◆ **TASK ITEM**
The word "whitespace" may appear in some lines of the data; copy every such line.

[Saved data entries]
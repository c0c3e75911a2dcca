//! varsync - surgical value propagation between configuration files.
//!
//! Entry point: loads the rules document, initializes tracing, and
//! runs the watch-mode service.

#![deny(clippy::all)]
#![warn(clippy::pedantic)]
#![allow(clippy::module_name_repetitions)]

use std::path::PathBuf;

use clap::{CommandFactory, Parser};
use tracing_subscriber::filter::LevelFilter;
use tracing_subscriber::layer::SubscriberExt;
use tracing_subscriber::util::SubscriberInitExt;
use tracing_subscriber::{fmt, EnvFilter, Layer};

use varsync::sync::SyncService;
use varsync::{config, Result, RulesFile};

/// Watch structured config files and surgically propagate values
/// between them.
#[derive(Parser, Debug)]
#[command(name = "varsync")]
#[command(version)]
#[command(about = "Sync values between JSON, YAML, TOML, and dotenv files")]
struct Cli {
    /// Rules file path
    #[arg(
        short,
        long,
        env = "VARSYNC_CONFIG",
        default_value = "varsync.json"
    )]
    config: PathBuf,

    /// Start file watching mode
    #[arg(long)]
    watch: bool,

    /// Log level override (trace, debug, info, warn, error)
    #[arg(long, env = "VARSYNC_LOG_LEVEL")]
    log_level: Option<String>,
}

#[tokio::main]
async fn main() -> Result<()> {
    let cli = Cli::parse();

    let document = match config::load(&cli.config) {
        Ok(document) => document,
        Err(err) => {
            eprintln!("Failed to load rules file: {err}");
            RulesFile::default()
        }
    };

    init_tracing(&document, cli.log_level.as_deref())?;

    tracing::info!("varsync v{}", env!("CARGO_PKG_VERSION"));

    if cli.watch {
        return SyncService::new(&document).run().await;
    }

    Cli::command().print_help()?;
    Ok(())
}

/// Console logging by default; with a log file configured, everything
/// goes to the file and only warnings and errors reach the console.
fn init_tracing(document: &RulesFile, override_level: Option<&str>) -> Result<()> {
    let default_level = if document.debug { "debug" } else { "info" };
    let level = override_level.unwrap_or(default_level);
    let filter = EnvFilter::try_from_default_env().unwrap_or_else(|_| EnvFilter::new(level));

    if document.log_file.is_empty() {
        tracing_subscriber::registry()
            .with(filter)
            .with(fmt::layer())
            .init();
    } else {
        let file = std::fs::OpenOptions::new()
            .create(true)
            .append(true)
            .open(&document.log_file)?;
        tracing_subscriber::registry()
            .with(filter)
            .with(
                fmt::layer()
                    .with_writer(std::sync::Mutex::new(file))
                    .with_ansi(false),
            )
            .with(fmt::layer().with_filter(LevelFilter::WARN))
            .init();
    }
    Ok(())
}
//! Surgical dotenv rewriting.
//!
//! Each non-blank non-comment line splits on its first `=`. Matched
//! keys keep every character between the key and the `=` and between
//! the `=` and the value; only the value substring is replaced. The
//! value runs to the end of the line, excluding trailing whitespace.

use std::collections::HashSet;

use super::{rendered, splice, Updates};
use crate::error::RewriteError;
use crate::model::FileFormat;

pub(super) fn apply(content: &str, updates: &Updates) -> Result<String, RewriteError> {
    let mut lines: Vec<String> = content.split('\n').map(String::from).collect();
    let mut matched: HashSet<String> = HashSet::new();

    for line in &mut lines {
        let trimmed = line.trim();
        if trimmed.is_empty() || trimmed.starts_with('#') {
            continue;
        }
        let Some(eq) = line.find('=') else {
            continue;
        };
        let key = line[..eq].trim().to_string();
        let Some(new_value) = updates.get(&key) else {
            continue;
        };

        let value_text = rendered(FileFormat::Env, &key, new_value)?;
        let (start, end) = env_value_span(line, eq + 1);
        *line = splice(line, start, end, &value_text);
        matched.insert(key);
    }

    for key_path in updates.keys() {
        if !matched.contains(key_path) {
            return Err(RewriteError::NoMatch {
                path: key_path.clone(),
            });
        }
    }

    Ok(lines.join("\n"))
}

/// Value span after the `=`: skip leading whitespace, run to end of
/// line, drop trailing whitespace.
fn env_value_span(line: &str, from: usize) -> (usize, usize) {
    let bytes = line.as_bytes();
    let mut start = from;
    while start < bytes.len() && (bytes[start] == b' ' || bytes[start] == b'\t') {
        start += 1;
    }
    let mut end = bytes.len();
    while end > start && (bytes[end - 1] == b' ' || bytes[end - 1] == b'\t') {
        end -= 1;
    }
    (start, end)
}
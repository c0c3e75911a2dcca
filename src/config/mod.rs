//! Persisted rules document management.
//!
//! The document is JSON: `{rules: [...], log_file: string, debug:
//! bool}`, written with two-space indentation. The engine itself never
//! writes it; everything here is on behalf of the operator surface.

mod rules;

pub use rules::{load, save, Manager};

◆ **RESPONSE AREA**
//! value runs to the end of the line, excluding trailing whitespace.
/// Value span after the `=`: skip leading whitespace, run to end of
/// line, drop trailing whitespace.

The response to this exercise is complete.